In a grey autumnal morning, a long file of armed horsemen, under the command of D'Argenson, was seen to issue from the woods which overhung the ill-fated monastery. In the name of Louis he demanded and obtained admission into that sacred inclosure. Seated on the abbatial throne, he summoned the nuns into his presence. They appeared before him veiled, silent, and submissive. Their papers, their title-deeds, and their property were then seized, and proclamation made of a royal decree which directed their immediate exile. It was instantly carried into effect. Far and wide, along the summits of the neighbouring hills, might be seen a thronging multitude of the peasants whom they had instructed, and of the poor whom they had relieved. Bitter cries of indignation and of grief, joined with fervent prayers, arose from these helpless people, as, one after another, the nuns entered the carriages drawn up for their reception. Each pursued her solitary journey to the prison destined for her. Of these venerable women, some had passed their eightieth year, and the youngest was far advanced in life. Labouring under paralysis and other infirmities of old age, several of them reached at once their prisons and their graves. Others died under the distress and fatigues of their journey. Some possessed energies which no sufferings could subdue. Madame de Remicourt, for example, was kept for two years in solitary confinement; in a cell lighted and ventilated only through the chimney; without fire, society, or books. You may persecute, but you will never change Madame de Remicourt,' said the archbishop; 'for' (such was his profound view of the phenomenon) 'she has a square head, and people with square heads are always obstinate.' Last in the number of exiles appeared at the gates of the abbey, the prioress, Louise de St Anastasie Mesnil de Courtiaux. She had seen her aged sisters one by one quit for ever the abode, the associates, and the employments of their lives. To each she had given her parting benediction. She shed no tear, she breathed no murmur, nor for a moment betrayed the dignity of her office, or the constancy of her mind. 'Be faithful to the end,' were

the last words which she addressed to the last companion of her sorrows. And nobly did she fulfil her own counsels. She was conducted to a convent, where, under a close guard, she was compelled to endure the utmost rigours of a jail. Deprived of all those religious comforts which it is in the power of man to minister, she enjoyed a solace, and found a strength, which it was not in the power of man to take away. In common with the greater part of her fellow-sufferers, she died with no priestly absolution, and was consigned to an unhallowed grave. They died the martyrs of sincerity; strong in the faith that a lie must ever be hateful in the sight of God, though infallible popes should exact it, or an infallible church, as represented by cardinals and confessors, should persuade it.

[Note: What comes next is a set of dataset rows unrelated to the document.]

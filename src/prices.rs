use std::collections::HashMap;
use std::io::Read;

use chrono::NaiveDate;
use rust_decimal::Decimal;
use serde::de::DeserializeOwned;
use serde::{Deserialize, Serialize};

#[derive(Debug, thiserror::Error)]
pub enum MarketDataError {
    #[error("stock price series is empty")]
    EmptyStockSeries,
    #[error("exchange rate series is empty")]
    EmptyFxSeries,
    #[error("duplicate {series} entry for {date}")]
    DuplicateDate {
        series: &'static str,
        date: NaiveDate,
    },
    #[error("invalid {series} series: {source}")]
    Parse {
        series: &'static str,
        #[source]
        source: csv::Error,
    },
}

/// Daily closing price row (`date,close`).
#[derive(Debug, Clone, Serialize, Deserialize)]
struct StockPriceRow {
    date: NaiveDate,
    close: Decimal,
}

/// Daily USD/GBP rate row (`date,rate`). GBP price = USD price / rate.
#[derive(Debug, Clone, Serialize, Deserialize)]
struct FxRateRow {
    date: NaiveDate,
    rate: Decimal,
}

/// Date-indexed USD closing prices and USD/GBP exchange rates.
///
/// Built once from pre-fetched series and never refetched or mutated. A
/// lookup miss is a legitimate outcome (no trading data for that date), not
/// an error, and no interpolation is performed.
#[derive(Debug, Clone)]
pub struct PriceIndex {
    usd_close: HashMap<NaiveDate, Decimal>,
    usd_gbp: HashMap<NaiveDate, Decimal>,
}

impl PriceIndex {
    pub fn from_series(
        stock: impl IntoIterator<Item = (NaiveDate, Decimal)>,
        fx: impl IntoIterator<Item = (NaiveDate, Decimal)>,
    ) -> Result<Self, MarketDataError> {
        let usd_close = unique_by_date(stock, "stock price")?;
        let usd_gbp = unique_by_date(fx, "exchange rate")?;
        if usd_close.is_empty() {
            return Err(MarketDataError::EmptyStockSeries);
        }
        if usd_gbp.is_empty() {
            return Err(MarketDataError::EmptyFxSeries);
        }
        log_range("stock prices", &usd_close);
        log_range("exchange rates", &usd_gbp);
        Ok(PriceIndex { usd_close, usd_gbp })
    }

    pub fn from_csv<R: Read, S: Read>(stock: R, fx: S) -> Result<Self, MarketDataError> {
        let stock_rows: Vec<StockPriceRow> = read_rows(stock, "stock price")?;
        let fx_rows: Vec<FxRateRow> = read_rows(fx, "exchange rate")?;
        PriceIndex::from_series(
            stock_rows.into_iter().map(|row| (row.date, row.close)),
            fx_rows.into_iter().map(|row| (row.date, row.rate)),
        )
    }

    /// USD closing price for `date`, if the market traded that day.
    pub fn usd_price(&self, date: NaiveDate) -> Option<Decimal> {
        self.usd_close.get(&date).copied()
    }

    /// USD/GBP exchange rate for `date`, if published that day.
    pub fn fx_rate(&self, date: NaiveDate) -> Option<Decimal> {
        self.usd_gbp.get(&date).copied()
    }
}

fn unique_by_date(
    series: impl IntoIterator<Item = (NaiveDate, Decimal)>,
    name: &'static str,
) -> Result<HashMap<NaiveDate, Decimal>, MarketDataError> {
    let mut map = HashMap::new();
    for (date, value) in series {
        if map.insert(date, value).is_some() {
            return Err(MarketDataError::DuplicateDate { series: name, date });
        }
    }
    Ok(map)
}

fn read_rows<T, R>(reader: R, series: &'static str) -> Result<Vec<T>, MarketDataError>
where
    T: DeserializeOwned,
    R: Read,
{
    let mut rdr = csv::Reader::from_reader(reader);
    rdr.deserialize()
        .collect::<Result<Vec<_>, _>>()
        .map_err(|source| MarketDataError::Parse { series, source })
}

fn log_range(name: &str, map: &HashMap<NaiveDate, Decimal>) {
    if let (Some(first), Some(last)) = (map.keys().min(), map.keys().max()) {
        log::info!("Loaded {} {} ({} to {})", map.len(), name, first, last);
    }
}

Unsatiated by the calamities of the nuns, the vengeance of the enemies of Port-Royal was directed against the buildings where they had dwelt, the sacred edifice where they had worshipped, and the tombs in which their dead had been interred. The monastery and the adjacent church were overthrown from their foundations. Workmen, prepared by hard drinking for their task, broke open the graves in which the nuns and recluses of former times had been interred. With obscene ribaldry, and outrages too disgusting to be detailed, they piled up a loathsome heap of bones and corpses, on which the dogs were permitted to feed. What remained was thrown into a pit, prepared for the purpose, near the neighbouring churchyard of St Lambert. A wooden cross, erected by the villagers, marked the spot where many a pilgrim resorted to pray for the souls of the departed, and for his own. At length no trace remained of the fortress of Jansenism to offend the eye of the Jesuits, or to perpetuate the memory of the illustrious dead with whom they had so long contended. The solitary Gothic arch, the water-mill, and the dovecot, rising from the banks of the pool, with the decayed towers and the farmhouse on the slopes of the valley, are all that now attest that it was once the crowded abode of the wise, the learned, and the good. In that spot, however, may still be seen the winding brook, the verdant hills, and the quiet meadows, nature's indestructible monuments to the devout men and holy women who nurtured there affections which made them lovely in their lives, and hopes which rendered them triumphant in death. Nor in her long roll of martyrs has history to record the names of any who suffered with greater constancy, or in a nobler cause; for their conflict was with the very church they most profoundly revered, and their cause was that of devotedness to sincerity and the abhorence of falsehood.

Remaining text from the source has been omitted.